National security attorney Mark Zaid called for the prosecution of the person or persons who leaked the details of retired lieutenant general and onetime national security advisor Michael Flynn‘s infamous phone call with former Russian ambassador Sergey Kislyak.
Zaid is a persistent and savvy critic of President Donald Trump and has had several high-profile run-ins with the White House throughout the span of the current administration.
Most notably, Zaid was part of the legal team representing the intelligence community whistleblower who filed a report on Trump’s own infamous phone call related to the unlawful cessation of military aid to the Ukraine–an event that directly led to the 45th president’s historic impeachment by the U.S. House of Representatives in 2019.

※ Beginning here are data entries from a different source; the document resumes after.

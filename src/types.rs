use chrono::NaiveDateTime;

/// Values bound as query parameters or read back from a result row.
///
/// Every backend converts to and from this enum so the typed layer never has to branch on
/// driver types:
/// ```rust
/// use typed_dao::prelude::*;
///
/// let params = vec![
///     RowValues::Int(1),
///     RowValues::Text("alice".into()),
///     RowValues::Bool(true),
/// ];
/// # let _ = params;
/// ```
#[derive(Debug, Clone, PartialEq)]
pub enum RowValues {
    /// Integer value (64-bit)
    Int(i64),
    /// Floating point value (64-bit)
    Float(f64),
    /// Text/string value
    Text(String),
    /// Boolean value
    Bool(bool),
    /// Timestamp value
    Timestamp(NaiveDateTime),
    /// NULL value
    Null,
    /// Binary data
    Blob(Vec<u8>),
}

impl RowValues {
    /// Check if this value is NULL
    #[must_use]
    pub fn is_null(&self) -> bool {
        matches!(self, Self::Null)
    }

    /// Short name of the variant, used in decode error messages.
    #[must_use]
    pub fn kind(&self) -> &'static str {
        match self {
            RowValues::Int(_) => "integer",
            RowValues::Float(_) => "float",
            RowValues::Text(_) => "text",
            RowValues::Bool(_) => "bool",
            RowValues::Timestamp(_) => "timestamp",
            RowValues::Null => "null",
            RowValues::Blob(_) => "blob",
        }
    }

    #[must_use]
    pub fn as_bool(&self) -> Option<bool> {
        match self {
            RowValues::Bool(value) => Some(*value),
            RowValues::Int(1) => Some(true),
            RowValues::Int(0) => Some(false),
            _ => None,
        }
    }

    /// Timestamps come back from `SQLite` as text, so accept the formats we write plus RFC 3339.
    #[must_use]
    pub fn as_timestamp(&self) -> Option<NaiveDateTime> {
        match self {
            RowValues::Timestamp(value) => Some(*value),
            RowValues::Text(s) => parse_timestamp(s),
            _ => None,
        }
    }

    #[must_use]
    pub fn as_float(&self) -> Option<f64> {
        match self {
            RowValues::Float(value) => Some(*value),
            #[allow(clippy::cast_precision_loss)]
            RowValues::Int(value) => Some(*value as f64),
            _ => None,
        }
    }
}

/// Format used when binding timestamps as text.
pub(crate) const TIMESTAMP_FORMAT: &str = "%F %T%.f";

pub(crate) fn parse_timestamp(s: &str) -> Option<NaiveDateTime> {
    // "YYYY-MM-DD HH:MM:SS" with optional fractional seconds
    if let Ok(dt) = NaiveDateTime::parse_from_str(s, "%Y-%m-%d %H:%M:%S%.f") {
        return Some(dt);
    }
    if let Ok(dt) = NaiveDateTime::parse_from_str(s, "%Y-%m-%dT%H:%M:%S%.f") {
        return Some(dt);
    }
    chrono::DateTime::parse_from_rfc3339(s)
        .ok()
        .map(|dt| dt.naive_utc())
}

#[cfg(test)]
mod tests {
    use super::*;
    use chrono::NaiveDate;

    #[test]
    fn bool_accepts_integer_flags() {
        assert_eq!(RowValues::Int(1).as_bool(), Some(true));
        assert_eq!(RowValues::Int(0).as_bool(), Some(false));
        assert_eq!(RowValues::Int(2).as_bool(), None);
    }

    #[test]
    fn timestamp_parses_written_and_rfc3339_forms() {
        let want = NaiveDate::from_ymd_opt(2024, 3, 9)
            .and_then(|d| d.and_hms_opt(10, 11, 12))
            .expect("valid date");
        let written = want.format(TIMESTAMP_FORMAT).to_string();
        assert_eq!(RowValues::Text(written).as_timestamp(), Some(want));
        assert_eq!(
            RowValues::Text("2024-03-09T10:11:12Z".into()).as_timestamp(),
            Some(want)
        );
        assert_eq!(RowValues::Text("yesterday".into()).as_timestamp(), None);
    }
}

Zaid was also the public face for a teapot-tempest scandal over one of his tweets that sarcastically referenced a coup d’etat against the Trump administration. Fall-out from that scandal was severe and predictable but the imbroglio quickly sputtered out.
On Saturday, however, the well-known attorney put forth a legal perspective that likely aligns with the opinions of the Oval Office’s current inhabitant viz. Flynn’s unmasking and the subsequent leaking to the press after that unmasking occurred.
In a tweet, Zaid said he disagreed with Marc Thiessen‘s recent piece of Flynn apologia in the Washington Post which attempts to absolve the would-be Trumpworld martyr of all responsibility and because the column “conflates significance of unmasking requests.”
Per Thiessen’s argument published Thursday:
The Justice Department was correct to drop charges against Flynn for lying to the FBI about his communications with Kislyak. The case was reviewed by Jeff Jensen, the U.S. attorney for the Eastern District of Missouri with two decades of experience as a prosecutor and FBI special agent, and the resulting 108-page motion to dismiss is a searing indictment of FBI misconduct.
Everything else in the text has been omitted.